Calais : ça existe le deuil solidaire ?

Voici une interview de deux bénévoles de Woodyard. On y apprend plein de choses, jojo et moins jojo. On y trouve beaucoup de questions et de doutes, notamment autour des choix que nous faisons pour nous engager, nous les blancs qui passons du temps sur les frontières et qui partageons pour un bref moment la vie des personnes de passage. La vie et parfois la mort aussi. Y a autant de possibilités que d’individus, alors si tu lis cet article, c’est l’occasion pour toi, comme pour Paule et Julien, de te demander : et moi, pour quoi je suis là ?

Arbres vue du dessous

J’avais envie de parler de Calais, j’avais envie de demander ce qui fait qu’on y passe du temps, dans ce nord tout gris en hiver, comment on s’y engage. J’avais envie de raconter une histoire personnelle qui s’inscrit dans la grande histoire du racisme d’État et des violences institutionnelles, et puis surtout j’avais pas envie de vous rajouter un texte factuel accablant et déprimant à souhait… Pour bien se renseigner et avoir les dernières infos sur la situation précise à Calais, y a un tout dernier rapport de Humans Rights Observer1. Ici, c’est le témoignage de Julien et Paule, bénévoles au Woodyard à Calais, qui nous plonge dans un récit d’engagement, de questionnements et de colère2. Bon, c’est quand même un peu accablant et déprimant, désolée.

Pour démarrer la conversation, j’ai simplement envie de savoir ce qui les amène à Calais. Julien se lance et me confie : « Avec mon ex-copine, on est parti il y a deux ans en quête d’un changement. On a pris la route vers la Scandinavie pour travailler dans une ferme. Mais ça n’était pas ça. Ça clochait. Mon ex a dit «Je veux aller à Calais», et j’ai suivi ». Très vite elle est partie : « Elle a difficilement supporté le cumul entre les conditions de vie en coloc de bénévoles, l’urgence permanente, et la dureté du terrain ». Il la comprend, mais reste. Il précise qu’« elle n’abandonne pas pour autant l’envie de lutter, et reprend ses études pour se spécialiser en droit des étrangers. Sa bataille, elle veut la mener sur le plan légal».

Ça nous fait parler des complémentarités des luttes. De qui fait quoi, et surtout de quelle énergie on a à certaines périodes de notre vie, à quoi on croit, comment on veut lutter.

Pour Julien, même s’il n’a pas de « connaissance particulière du terrain, ça a fait sens de venir filer la main. » Il reste plusieurs mois en 2022 et revient en 2023.

Pour Paule, c’est une toute autre histoire.
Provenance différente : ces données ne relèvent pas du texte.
//! The bingo card grid.
//!
//! Cells are stored row by row in two parallel vectors, so a 2×3 card
//!
//! ```text
//! +---+---+---+
//! | A | B | C |
//! +---+---+---+
//! | D | E | F |
//! +---+---+---+
//! ```
//!
//! lives at indices `0..=2` for the first row and `3..=5` for the second.

use std::sync::Arc;

use log::debug;

use super::pattern::WinPattern;
use crate::core::CardConfig;
use crate::error::{Axis, CardError, CardResult};
use crate::numbers::NumberRecord;

/// A single player's bingo card.
///
/// Fields may stay blank. Called numbers are crossed out with
/// `mark_number`, and `check` tells whether the card has a winning pattern.
///
/// ## Example
///
/// ```
/// use std::sync::Arc;
/// use bingo_card::card::BingoCard;
/// use bingo_card::numbers::{NumberRecord, NumberValue};
///
/// let three = NumberValue::new(3).unwrap();
/// let tea = Arc::new(NumberRecord::new(three, "Cup of tea", "Rhymes with Three"));
///
/// let mut card = BingoCard::default();
/// card.put_number(1, 2, Arc::clone(&tea)).unwrap();
/// card.mark_number(&tea);
///
/// assert!(card.is_marked(1, 2).unwrap());
/// assert!(!card.check());
/// ```
#[derive(Clone, Debug)]
pub struct BingoCard {
    height: usize,
    width: usize,
    cells: Vec<Option<Arc<NumberRecord>>>,
    marked: Vec<bool>,
}

impl Default for BingoCard {
    fn default() -> Self {
        Self::from_config(&CardConfig::default())
    }
}

impl BingoCard {
    /// Create a blank card with the given dimensions.
    ///
    /// Panics if either dimension is zero, or if the card has more fields
    /// than fit in a `usize`.
    #[must_use]
    pub fn new(height: usize, width: usize) -> Self {
        assert!(height > 0, "Card must have at least 1 row");
        assert!(width > 0, "Card must have at least 1 column");

        let Some(cell_count) = height.checked_mul(width) else {
            panic!("Card of {height} rows by {width} columns has too many fields");
        };
        Self {
            height,
            width,
            cells: vec![None; cell_count],
            marked: vec![false; cell_count],
        }
    }

    /// Create a blank card from a configuration.
    #[must_use]
    pub fn from_config(config: &CardConfig) -> Self {
        Self::new(config.height, config.width)
    }

    /// Number of rows.
    #[must_use]
    pub fn height(&self) -> usize {
        self.height
    }

    /// Number of columns.
    #[must_use]
    pub fn width(&self) -> usize {
        self.width
    }

    fn index(&self, row: usize, col: usize) -> CardResult<usize> {
        if row >= self.height {
            return Err(CardError::OutOfRange {
                axis: Axis::Row,
                index: row,
                limit: self.height,
            });
        }
        if col >= self.width {
            return Err(CardError::OutOfRange {
                axis: Axis::Column,
                index: col,
                limit: self.width,
            });
        }
        Ok(row * self.width + col)
    }

    /// The record in a field, or `None` if it is blank.
    pub fn get_number(&self, row: usize, col: usize) -> CardResult<Option<&Arc<NumberRecord>>> {
        let index = self.index(row, col)?;
        Ok(self.cells[index].as_ref())
    }

    /// Write a record into a field, replacing whatever was there.
    ///
    /// The field's mark is left as it was.
    pub fn put_number(
        &mut self,
        row: usize,
        col: usize,
        record: Arc<NumberRecord>,
    ) -> CardResult<()> {
        let index = self.index(row, col)?;
        self.cells[index] = Some(record);
        Ok(())
    }

    /// Check if a field holds no number.
    pub fn is_blank(&self, row: usize, col: usize) -> CardResult<bool> {
        let index = self.index(row, col)?;
        Ok(self.cells[index].is_none())
    }

    /// Check if a field has been crossed out.
    pub fn is_marked(&self, row: usize, col: usize) -> CardResult<bool> {
        let index = self.index(row, col)?;
        Ok(self.marked[index])
    }

    /// Cross out every field holding the called number.
    pub fn mark_number(&mut self, called: &NumberRecord) {
        let mut hits = 0;
        for (cell, marked) in self.cells.iter().zip(self.marked.iter_mut()) {
            if cell.as_ref().is_some_and(|r| r.value == called.value) {
                *marked = true;
                hits += 1;
            }
        }
        debug!("called {} ({}): {} field(s) on card", called.value, called.description, hits);
    }

    /// Number of fields holding a record.
    #[must_use]
    pub fn filled_count(&self) -> usize {
        self.cells.iter().filter(|c| c.is_some()).count()
    }

    /// Number of crossed-out fields.
    #[must_use]
    pub fn marked_count(&self) -> usize {
        self.marked.iter().filter(|&&m| m).count()
    }

    /// Marks of one row, left to right. Callers guarantee `row < height`.
    pub(crate) fn row_marks(&self, row: usize) -> &[bool] {
        let start = row * self.width;
        &self.marked[start..start + self.width]
    }

    /// Check if the card has any winning pattern.
    #[must_use]
    pub fn check(&self) -> bool {
        self.winning_pattern().is_some()
    }

    /// The first pattern in `WinPattern::CHECK_ORDER` the card satisfies.
    #[must_use]
    pub fn winning_pattern(&self) -> Option<WinPattern> {
        let found = WinPattern::CHECK_ORDER
            .iter()
            .copied()
            .find(|pattern| pattern.matches(self));
        if let Some(pattern) = found {
            debug!("card wins with {:?}", pattern);
        }
        found
    }
}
Elle me raconte qu’elle a connu déjà plusieurs terrains, plusieurs lieux d’accueil des personnes en exil, plusieurs assos différentes, en salariat et en bénévolat. Après un bénévolat en Serbie « sur une frontière lointaine, j’ai eu un pincement au cœur, je me suis dit que la prochaine fois j’irai à Calais, m’engager au plus près de chez moi ».

Quand elle dit ça je me pose la question : comment on choisit un terrain de lutte ? Pourquoi on est sur un lieu plutôt qu’un autre ? Pourquoi en France ou à l’étranger ? J’aime bien ces questions parce qu’elles forgent l’humilité : on a toustes plusieurs raisons de venir s’engager sur un terrain, et si tu te poses la question, ça force à la nuance. Paule, les questions et les remises en question de la question, elle pratique constamment. Ça fait des nœuds dans le ventre et dans la tête, mais c’est sa force. C’est le seul moyen « de ne jamais se laisser aller à devenir dominante, à s’installer dans une position de sauveuse ».
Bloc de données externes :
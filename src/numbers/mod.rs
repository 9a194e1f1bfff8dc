//! Bingo numbers: records, the catalog that owns them, and random draws.
//!
//! ## Key Types
//!
//! - `NumberValue`: The bare number (1, 2, ... 90)
//! - `NumberRecord`: A number with its traditional call and explanation
//! - `NumberCatalog`: Lookup from value to shared record
//! - `CatalogSource`: Where a catalog document comes from

pub mod catalog;
pub mod draw;
pub mod record;

pub use catalog::{CatalogSource, JsonDocument, JsonFile, NumberCatalog, YamlFile};
pub use draw::{draw_card_numbers, draw_number};
pub use record::{NumberRecord, NumberValue};
//! Winning patterns.
//!
//! Different halls play by different rules. The common British patterns
//! are listed at <https://en.wikipedia.org/wiki/Bingo_(British_version)#Gameplay>.
//! Only the line pattern is evaluated so far; the others never match yet.

use serde::{Deserialize, Serialize};

use super::grid::BingoCard;

/// Run of consecutive marks that makes a line.
pub const LINE_LENGTH: usize = 5;

/// A winning arrangement of marked fields.
#[derive(Clone, Copy, Debug, PartialEq, Eq, Hash, Serialize, Deserialize)]
pub enum WinPattern {
    /// Five consecutive marks within one row.
    Line,
    /// All four corners marked.
    FourCorners,
    /// Every number on the card marked.
    FullHouse,
    /// Two lines on the same card.
    TwoLines,
}

impl WinPattern {
    /// Order in which `BingoCard::check` tries the patterns.
    pub const CHECK_ORDER: [WinPattern; 4] = [
        WinPattern::Line,
        WinPattern::FourCorners,
        WinPattern::FullHouse,
        WinPattern::TwoLines,
    ];

    /// Check whether `card` satisfies this pattern.
    #[must_use]
    pub fn matches(self, card: &BingoCard) -> bool {
        match self {
            WinPattern::Line => has_line(card),
            WinPattern::FourCorners => has_four_corners(card),
            WinPattern::FullHouse => has_full_house(card),
            WinPattern::TwoLines => has_two_lines(card),
        }
    }
}

/// Any row with `LINE_LENGTH` consecutive marks, not necessarily the whole row.
fn has_line(card: &BingoCard) -> bool {
    if card.width() < LINE_LENGTH {
        return false;
    }

    (0..card.height()).any(|row| {
        let mut run = 0;
        card.row_marks(row).iter().any(|&marked| {
            run = if marked { run + 1 } else { 0 };
            run >= LINE_LENGTH
        })
    })
}

// Not evaluated yet.
fn has_four_corners(_card: &BingoCard) -> bool {
    false
}

// Not evaluated yet.
fn has_full_house(_card: &BingoCard) -> bool {
    false
}

// Not evaluated yet.
fn has_two_lines(_card: &BingoCard) -> bool {
    false
}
Depuis, iels sont revenus. Bénévolement. Travailler beaucoup gratos. Iels y sont déjà depuis plus de 6 mois.

Iels ne savent pas si iels sont légitimes à me parler de Calais. « On a un point de vue orienté via notre pratique spécifique, notre vision a un biais ». J’aime bien cette sincérité, ça me donne encore plus envie de les écouter.
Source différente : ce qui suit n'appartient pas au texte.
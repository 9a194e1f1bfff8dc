//! Deterministic random number generation for number draws.
//!
//! The caller owns a `DrawRng` and passes it into the draw helpers in
//! `numbers::draw`, so tests can replay the exact same calls from a seed.
//!
//! ```
//! use bingo_card::core::DrawRng;
//!
//! let mut a = DrawRng::new(42);
//! let mut b = DrawRng::new(42);
//! assert_eq!(a.gen_inclusive(1, 90), b.gen_inclusive(1, 90));
//! ```

use rand::{Rng, SeedableRng};
use rand_chacha::ChaCha8Rng;
use serde::{Deserialize, Serialize};

/// Seedable RNG used by the caller of a bingo game.
///
/// Uses ChaCha8 so the same seed produces the same calls on every platform.
#[derive(Clone, Debug)]
pub struct DrawRng {
    inner: ChaCha8Rng,
    seed: u64,
}

impl DrawRng {
    /// Create a new RNG with the given seed.
    #[must_use]
    pub fn new(seed: u64) -> Self {
        Self {
            inner: ChaCha8Rng::seed_from_u64(seed),
            seed,
        }
    }

    /// Create an RNG seeded from the thread-local entropy source.
    #[must_use]
    pub fn from_entropy() -> Self {
        Self::new(rand::thread_rng().gen())
    }

    /// The seed this RNG was created with.
    #[must_use]
    pub fn seed(&self) -> u64 {
        self.seed
    }

    /// Uniform integer in `[low, high]`. Callers guarantee `low <= high`.
    pub fn gen_inclusive(&mut self, low: u32, high: u32) -> u32 {
        self.inner.gen_range(low..=high)
    }

    /// Pick `amount` distinct indices from `0..length`, in draw order.
    ///
    /// Callers guarantee `amount <= length`.
    pub fn sample_indices(&mut self, length: usize, amount: usize) -> Vec<usize> {
        rand::seq::index::sample(&mut self.inner, length, amount).into_vec()
    }

    /// Get the current state for serialization.
    #[must_use]
    pub fn state(&self) -> DrawRngState {
        DrawRngState {
            seed: self.seed,
            word_pos: self.inner.get_word_pos(),
        }
    }

    /// Restore from a saved state.
    #[must_use]
    pub fn from_state(state: &DrawRngState) -> Self {
        let mut inner = ChaCha8Rng::seed_from_u64(state.seed);
        inner.set_word_pos(state.word_pos);
        Self {
            inner,
            seed: state.seed,
        }
    }
}

/// Serializable RNG state, so a half-played game can be resumed.
#[derive(Clone, Debug, PartialEq, Eq, Serialize, Deserialize)]
pub struct DrawRngState {
    /// Original seed
    pub seed: u64,
    /// ChaCha8 word position
    pub word_pos: u128,
}

#[cfg(test)]
mod tests {
    use super::*;

    #[test]
    fn test_determinism() {
        let mut rng1 = DrawRng::new(42);
        let mut rng2 = DrawRng::new(42);

        for _ in 0..100 {
            assert_eq!(rng1.gen_inclusive(1, 90), rng2.gen_inclusive(1, 90));
        }
    }

    #[test]
    fn test_different_seeds() {
        let mut rng1 = DrawRng::new(1);
        let mut rng2 = DrawRng::new(2);

        let seq1: Vec<_> = (0..10).map(|_| rng1.gen_inclusive(1, 1000)).collect();
        let seq2: Vec<_> = (0..10).map(|_| rng2.gen_inclusive(1, 1000)).collect();

        assert_ne!(seq1, seq2);
    }

    #[test]
    fn test_sample_indices_distinct() {
        let mut rng = DrawRng::new(7);
        let mut picked = rng.sample_indices(20, 20);
        picked.sort_unstable();
        assert_eq!(picked, (0..20).collect::<Vec<_>>());
    }

    #[test]
    fn test_state_roundtrip_resumes_sequence() {
        let mut rng = DrawRng::new(42);
        for _ in 0..50 {
            rng.gen_inclusive(1, 90);
        }

        let state = rng.state();
        let expected: Vec<_> = (0..10).map(|_| rng.gen_inclusive(1, 90)).collect();

        let mut restored = DrawRng::from_state(&state);
        let actual: Vec<_> = (0..10).map(|_| restored.gen_inclusive(1, 90)).collect();

        assert_eq!(expected, actual);
        assert_eq!(restored.seed(), 42);
    }

    #[test]
    fn test_state_serde() {
        let state = DrawRngState {
            seed: 42,
            word_pos: 12345,
        };

        let json = serde_json::to_string(&state).unwrap();
        let deserialized: DrawRngState = serde_json::from_str(&json).unwrap();

        assert_eq!(state, deserialized);
    }
}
Cette année, Woodyard sera leur petite maison associative. Une maison symbolique, qui va guider leurs pas et leurs engagements, rythmer leurs journées, appliquer ses règles. Une maison du cœur où iels vont tenter de créer un climat doux, où on peut pleurer, crier de colère et réfléchir. Un réconfort dans un monde où dehors l’hiver gronde d’intempéries, de violences policières et de morts.

Le Woodyard achète du bois - environ 40 000 euros chaque automne/hiver, principalement des chutes de scieries - le coupe et le distribue partout où il y a besoin de se réchauffer un peu, de cuisiner. Il y a aussi d’autres missions, comme la diffusion d’information aux personnes exilées qu’on rencontre sur le terrain. Ou encore le fait d’orienter vers d’autres asso si on rencontre des mineur·es isolé·es, des familles ou des femmes qui ont des demandes spécifiques.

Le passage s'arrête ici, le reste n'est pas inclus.